It is Britain's only surviving medieval lighthouse, and the second oldest (only the Roman lighthouse at Dover being older). It is a stone structure four stories high, octagonal on the outside and four-sided on the inside, originally attached to the west side of a building; remnants of three other walls are visible.
de Godeton was tried for theft in Southampton, before a jury from the island, and fined 287 and half marks on 27 February 1314. However, he was also later tried by the Church courts, since the wine had been destined for the monastery of Livers in Picardy. The Church threatened to excommunicate him unless he built a lighthouse near Chale Bay.
There was already an oratory on the top of the hill, dedicated to St. Catherine of Alexandria. This was augmented by the construction of the lighthouse, with a chantry to accommodate the priest who tended the light, and also gave Mass for those at peril on the sea.

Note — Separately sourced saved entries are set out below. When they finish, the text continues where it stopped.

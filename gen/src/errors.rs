//! Error types and diagnostics for the compiler.
//!
//! Two reporting channels exist. [`CompilerError`] is the typed failure
//! of one unit of work (a resource, a file, an output); the driver
//! converts unit failures into [`Diagnostic`]s and keeps going, so one
//! bad resource never aborts a batch. Internal invariant violations —
//! states the compiler itself is responsible for preventing — are not
//! errors at all: they panic with full context, because they indicate a
//! bug in the compiler rather than bad input.

use std::fmt;

use thiserror::Error;

use crate::resolver::TypeResolutionError;

/// Errors that can occur while compiling resource documents.
#[derive(Debug, Error)]
pub enum CompilerError {
    /// A resource failed structural validation. Fatal for that resource,
    /// non-fatal for the batch.
    #[error("resource '{resource}' failed validation: {}", .violations.join("; "))]
    SchemaValidation {
        /// Name of the offending resource.
        resource: String,
        /// Individual violations, in document order.
        violations: Vec<String>,
    },

    /// None of collection, association, or actionsSet is populated — or
    /// more than one is.
    #[error(
        "unsupported resource shape for resource '{resource}': exactly one of collection, association, or actionsSet must be populated"
    )]
    UnsupportedResourceShape {
        /// Name of the offending resource.
        resource: String,
    },

    /// A key, value, or parameter type reference did not resolve.
    #[error(transparent)]
    TypeResolution(#[from] TypeResolutionError),

    /// A document is not valid JSON for the resource model. Fatal for
    /// that file only.
    #[error("failed to parse resource document '{path}': {detail}")]
    Parse {
        /// Path of the offending file.
        path: String,
        /// Parser detail message.
        detail: String,
    },

    /// Two association keys or two path segments collide on one name.
    #[error("duplicate key name '{name}' in resource '{resource}'")]
    DuplicateKeyName {
        /// Name of the offending resource.
        resource: String,
        /// The colliding key name.
        name: String,
    },

    /// Generated code failed to parse as Rust.
    #[error("generated code for '{unit}' failed to parse: {detail}")]
    Emit {
        /// The descriptor being rendered.
        unit: String,
        /// Parser detail message.
        detail: String,
    },

    /// An output file could not be written.
    #[error("failed to write output file '{path}': {source}")]
    Write {
        /// Path of the output file.
        path: String,
        /// Underlying I/O error.
        #[source]
        source: std::io::Error,
    },

    /// A source file or directory does not exist.
    #[error("source path does not exist: {0}")]
    SourceNotFound(String),

    /// A source file or directory could not be read.
    #[error("failed to read source '{path}': {source}")]
    Read {
        /// Path of the source.
        path: String,
        /// Underlying I/O error.
        #[source]
        source: std::io::Error,
    },

    /// The batch had exactly one input and it failed.
    #[error("compilation of sole input '{path}' failed: {message}")]
    SoleInputFailed {
        /// Path of the failed input.
        path: String,
        /// The failure it produced.
        message: String,
    },
}

/// One aggregated problem: where it happened and what went wrong.
#[derive(Debug, Clone, PartialEq)]
pub struct Diagnostic {
    /// File path or resource path the problem is scoped to.
    pub path: String,
    /// Human-readable description.
    pub message: String,
}

impl Diagnostic {
    /// Creates a diagnostic.
    pub fn new(path: impl Into<String>, message: impl Into<String>) -> Self {
        Self {
            path: path.into(),
            message: message.into(),
        }
    }
}

impl fmt::Display for Diagnostic {
    fn fmt(&self, f: &mut fmt::Formatter<'_>) -> fmt::Result {
        write!(f, "{}: {}", self.path, self.message)
    }
}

Although de Godeton died in 1327, the lighthouse was nevertheless completed in 1328. It remained in active use until the Dissolution of the Monasteries between 1538-1541.

In the 18th century Sir Richard Worsley of Appuldurcombe House bolstered the structure by adding four large buttresses to prevent its collapse.

Nearby there are the footings of a replacement lighthouse begun in 1785, but never completed, because the hill is prone to dense fog. Its remnants are known locally as the "salt cellar". A nearby Bronze Age barrow was excavated in 1925.
The current St. Catherine's Lighthouse, constructed after the 1837 wreck of the Clarendon, was built much closer to sea level on St. Catherine's Point.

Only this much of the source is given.